A responsible real estate agent will effectively evaluate
a home’s worth through a process known as Comparative
Market Analysis (CMA). Taking a look at assets, such as
a swimming pool, bigger than normal living spaces, a fantastic
view, adjacent city parks and other attractions, the agent
will begin to compare your home with similar properties,
called “comparables,” that have sold in the
area within the last six months. Typically, it is a realistic
price range that will ensure you top dollar and a reasonably
quick sale.
However, factors such as the amount of time needed to
sell your home can alter my price recommendation dramatically.
I can determine the typical duration that listings are
on the market and can explain that the marketing “norms”

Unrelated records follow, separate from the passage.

//! # anime-enrich
//!
//! Client runtime for the anime companion app: fetches anime and character
//! lists from the public catalog API (Jikan v4) and the companion backend,
//! then enriches list items with detail lookups under a bounded, rate-limit
//! aware batch runner.
//!
//! ## Overview
//!
//! Screens in the app never talk to HTTP directly. Each one owns a view model
//! from [`views`] that pulls a page from a list source, fans the page out
//! through [`batch::BatchRunner`], drops items that could not be resolved and
//! exposes the result together with loading and pagination state.
//!
//! ## Quick Start
//!
//! ```rust,no_run
//! use anime_enrich::backend::BackendClient;
//! use anime_enrich::catalog::CatalogClient;
//! use anime_enrich::config::AppConfig;
//! use anime_enrich::views::LastWatchView;
//! use std::sync::Arc;
//!
//! #[tokio::main]
//! async fn main() -> anime_enrich::Result<()> {
//!     let config = AppConfig::load()?;
//!     let catalog = Arc::new(CatalogClient::new(&config)?);
//!     let backend = Arc::new(BackendClient::new(&config)?);
//!
//!     let mut view = LastWatchView::new(backend, catalog, Some("user-42".into()));
//!     view.load().await;
//!     for record in view.items() {
//!         println!("{} {}", record.mal_id, record.title);
//!     }
//!     Ok(())
//! }
//! ```
//!
//! ## Module Organization
//!
//! | Module | Description |
//! |--------|-------------|
//! | [`batch`] | Wave-based batch runner with retry and cancellation |
//! | [`error_kind`] | Failure classification shared across the crate |
//! | [`catalog`] | Jikan catalog client and validated response models |
//! | [`backend`] | Companion backend client (A-Z list, anime info, watch history) |
//! | [`cache`] | Pluggable response cache |
//! | [`views`] | Per-screen view models |
//! | [`config`] | Configuration from defaults, YAML and environment |
//! | [`logging`] | tracing subscriber setup |

pub mod backend;
pub mod batch;
pub mod cache;
pub mod catalog;
pub mod config;
pub mod error_kind;
pub mod logging;
pub mod transport;
pub mod views;

pub use batch::{run_batched, BatchConfig, BatchRunner, BatchSummary, ResolveError, ResolveOutcome};
pub use error_kind::ErrorKind;

/// Result type alias for the library
pub type Result<T> = std::result::Result<T, Error>;

/// Error type for the library
pub mod error;
pub use error::{Error, ErrorContext};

vary with prices and properties. Based on this criteria,
we will be able to sell your house for a price that both
you and the buyer will be happy with. However, if you’re
under time constraints because of unexpected job changes
or moving agreements you’ve made on another property,
this will narrow your chances of selling the home for
top dollar in the market.
Assuming you have sufficient time to market the home,
here are a few small steps you and your agent can take
to finding the right price for your property.
The best comparisons can be made with similar homes that
have been sold within the last 45 days as opposed to the
standard six months. Any longer and other factors, such
as the economy, could cloud your view of how much your
home is really worth.
Another good benchmark is to review the selling prices
of homes that have just been sold and are pending closes.
Most MLS services provide information on deals pending
that most real estate agents should be able to share with
you.
A good rule of thumb before setting a price is to make
20 comparisons of comparable properties within a one-mile
radius of your house. Once completed you can feel comfortable
that the price you’ve picked is a good gauge of
the home’s worth and won’t discourage qualified
buyers.
Being open and honest about what you see as the home’s
greatest strengths and biggest weaknesses will also help
me to get a better feel for how to best evaluate (or assess)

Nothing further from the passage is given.